# PROBLEM TO WORK ON
What lines in the records include the string "into"? Return each one.

+ + + + + + +

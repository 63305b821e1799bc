//! Integration tests for the TOC parsing pipeline.
//!
//! Runs complete documents through `TocParser` and checks the outline, the
//! flat list, the metadata, and the JSON shape.

use toc_oxide::toc::{FnPages, PAGE_SEPARATOR};
use toc_oxide::{FailureKind, TocEntry, TocParser, TocParserConfig};

fn numbers(forest: &[TocEntry]) -> Vec<&str> {
    forest
        .iter()
        .map(|e| e.numbering.as_deref().unwrap_or(""))
        .collect()
}

const REPORT: [&str; 9] = [
    "XX项目环境影响报告书",
    "建设单位：XX有限公司",
    "目录",
    "1. 总则..........1",
    "1.1 编制依据......1",
    "1.2 适用范围......2",
    "2. 术语..........3",
    "附件一 xxx",
    "1. 总则",
];

#[test]
fn test_report_outline() {
    let result = TocParser::new().parse_lines(&REPORT, 10);
    assert!(result.success);
    assert!(result.error.is_none());
    assert_eq!(result.failure_kind(), None);

    let toc = &result.toc;
    assert_eq!(numbers(toc), vec!["1", "2"]);
    assert_eq!(toc[0].title, "总则");
    assert_eq!((toc[0].page_start, toc[0].page_end), (1, Some(3)));
    assert_eq!(numbers(&toc[0].children), vec!["1.1", "1.2"]);

    let (one_one, one_two) = (&toc[0].children[0], &toc[0].children[1]);
    assert_eq!(one_one.level, 2);
    assert_eq!((one_one.page_start, one_one.page_end), (1, Some(2)));
    assert_eq!((one_two.page_start, one_two.page_end), (2, Some(3)));

    assert_eq!((toc[1].page_start, toc[1].page_end), (3, Some(10)));
    assert!(toc[1].children.is_empty());
}

#[test]
fn test_flat_list_is_first_pass_view() {
    let result = TocParser::new().parse_lines(&REPORT, 10);
    let flat: Vec<_> = result
        .flat_list
        .iter()
        .map(|e| (e.numbering.as_deref().unwrap(), e.page_end.unwrap()))
        .collect();
    // Interior "1" still carries the next-start end here
    assert_eq!(flat, vec![("1", 1), ("1.1", 2), ("1.2", 3), ("2", 10)]);
    assert!(result.flat_list.iter().all(|e| e.children.is_empty()));
}

#[test]
fn test_metadata() {
    let result = TocParser::new().parse_lines(&REPORT, 10);
    assert_eq!(result.metadata.total_sections, 4);
    assert_eq!(result.metadata.level_stats.get(&1), Some(&2));
    assert_eq!(result.metadata.level_stats.get(&2), Some(&2));
    assert_eq!(result.metadata.total_pages, Some(10));
}

#[test]
fn test_missing_title_fails() {
    let lines = ["1. 总则..........1", "2. 术语..........3"];
    let result = TocParser::new().parse_lines(&lines, 10);
    assert!(!result.success);
    assert_eq!(result.failure_kind(), Some(FailureKind::TocNotFound));
    assert!(result.toc.is_empty());
    assert!(result.flat_list.is_empty());
    assert_eq!(result.metadata.total_sections, 0);
}

#[test]
fn test_missing_title_allowed() {
    let config = TocParserConfig::new().with_require_title(false);
    let lines = ["1. 总则..........1", "2. 术语..........3"];
    let result = TocParser::with_config(config).parse_lines(&lines, 10);
    assert!(result.success);
    assert_eq!(result.toc.len(), 2);
}

#[test]
fn test_title_without_entries_fails() {
    let lines = ["目录", "本报告共分五章", "附件一 xxx"];
    let result = TocParser::new().parse_lines(&lines, 10);
    assert!(!result.success);
    assert_eq!(result.failure_kind(), Some(FailureKind::NoEntriesExtracted));
}

#[test]
fn test_line_without_page_token_is_skipped() {
    let with_noise = [
        "目录",
        "1. 总则..........1",
        "Revision 2024",
        "2. 术语..........3",
    ];
    let without_noise = ["目录", "1. 总则..........1", "2. 术语..........3"];

    let parser = TocParser::new();
    let noisy = parser.parse_lines(&with_noise, 10);
    let clean = parser.parse_lines(&without_noise, 10);
    assert_eq!(noisy.metadata.total_sections, 2);
    assert_eq!(noisy.toc, clean.toc);
}

#[test]
fn test_single_entry_spans_document() {
    let lines = ["目录", "1. 总则..........1"];
    let result = TocParser::new().parse_lines(&lines, 5);
    assert_eq!(result.toc.len(), 1);
    assert_eq!(result.toc[0].page_start, 1);
    assert_eq!(result.toc[0].page_end, Some(5));
}

#[test]
fn test_english_contents_with_body_restart() {
    let lines = [
        "Annual Report",
        "Table of Contents",
        "1 Introduction ........ 1",
        "2 Methods\t4",
        "2.1 Sampling ........ 4",
        "2.2 Analysis ........ 6",
        "3 Results    9",
        "1 Introduction",
        "2 Methods ....... see below",
    ];
    let result = TocParser::new().parse_lines(&lines, 12);
    assert!(result.success);
    assert_eq!(numbers(&result.toc), vec!["1", "2", "3"]);
    assert_eq!(result.toc[1].children.len(), 2);
    assert_eq!(result.toc[1].page_range().as_deref(), Some("4-9"));
    assert_eq!(result.toc[2].page_range().as_deref(), Some("9-12"));
}

#[test]
fn test_chinese_chapters_and_clauses() {
    let lines = [
        "目 录",
        "第一章 总则……………1",
        "第一条 目的……………1",
        "第二条 范围……………2",
        "第二章 管理……………5",
        "附件",
    ];
    let result = TocParser::new().parse_lines(&lines, 8);
    assert!(result.success);
    assert_eq!(result.toc.len(), 2);

    let chapter = &result.toc[0];
    assert_eq!(chapter.marker.as_deref(), Some("第一章"));
    assert_eq!(chapter.numbering, None);
    assert_eq!(chapter.children.len(), 2);
    assert_eq!(chapter.children[1].title, "范围");
    assert_eq!(chapter.page_end, Some(5));
    assert_eq!(result.toc[1].page_end, Some(8));
}

#[test]
fn test_json_schema() {
    let result = TocParser::new().parse_lines(&REPORT, 10).with_source("report.docx");
    let json: serde_json::Value = serde_json::from_str(&result.to_json().unwrap()).unwrap();

    assert_eq!(json["success"], true);
    assert!(json["error"].is_null());
    assert_eq!(json["metadata"]["total_sections"], 4);
    assert_eq!(json["metadata"]["level_stats"]["1"], 2);
    assert_eq!(json["metadata"]["source"], "report.docx");

    let first = &json["toc"][0];
    assert_eq!(first["numbering"], "1");
    assert_eq!(first["title"], "总则");
    assert_eq!(first["level"], 1);
    assert_eq!(first["page_start"], 1);
    assert_eq!(first["page_end"], 3);
    assert_eq!(first["page_range"], "1-3");
    assert!(first["content"].is_null());
    assert!(first.get("marker").is_none());
    assert_eq!(first["children"].as_array().unwrap().len(), 2);

    assert_eq!(json["flat_list"].as_array().unwrap().len(), 4);
}

#[test]
fn test_parse_document_binds_leaves() {
    let pages: Vec<String> = vec![
        "Cover page".into(),
        "目录\n1. 总则......2\n1.1 目的......2\n1.2 范围......3\n2. 术语......4".into(),
        "总则正文".into(),
        "范围正文".into(),
        "术语正文".into(),
    ];
    // Declared page 2 is physical page 3
    let config = TocParserConfig::new()
        .with_bind_content(true)
        .with_page_offset(1);
    let result = TocParser::with_config(config).parse_document(&pages);

    assert!(result.success);
    assert_eq!(result.metadata.total_pages, Some(5));

    let chapter = &result.toc[0];
    assert_eq!(chapter.content.as_deref(), Some(""));
    let purpose = chapter.children[0].content.as_deref().unwrap();
    assert!(purpose.starts_with("[page 3 (toc page 2)]\n总则正文"));
    assert!(purpose.contains(PAGE_SEPARATOR));
    assert!(purpose.contains("范围正文"));

    // Declared 4-5 maps past the last page: start 5 is valid, end is clamped
    let terms = result.toc[1].content.as_deref().unwrap();
    assert_eq!(terms, format!("[page 5 (toc page 4)]\n术语正文\n{}", PAGE_SEPARATOR));
}

#[test]
fn test_parse_document_scans_leading_pages_only() {
    let provider = FnPages::new(50, |page| match page {
        12 => Some("目录\n1. 总则......20".to_string()),
        _ => Some(format!("body text {page}")),
    });
    let parser = TocParser::with_config(TocParserConfig::new().with_max_scan_pages(10));
    let result = parser.parse_document(&provider);
    assert_eq!(result.failure_kind(), Some(FailureKind::TocNotFound));

    let wider = TocParser::with_config(TocParserConfig::new().with_max_scan_pages(15));
    let result = wider.parse_document(&provider);
    assert!(result.success);
    assert_eq!(result.toc[0].page_range().as_deref(), Some("20-50"));
    assert!(result.toc[0].content.is_none());
}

+ + + + + + +

# ANSWER TO THE PROBLEM
        "Cover page".into(),
        "目录\n1. 总则......2\n1.1 目的......2\n1.2 范围......3\n2. 术语......4".into(),
        "总则正文".into(),
        "范围正文".into(),
        "术语正文".into(),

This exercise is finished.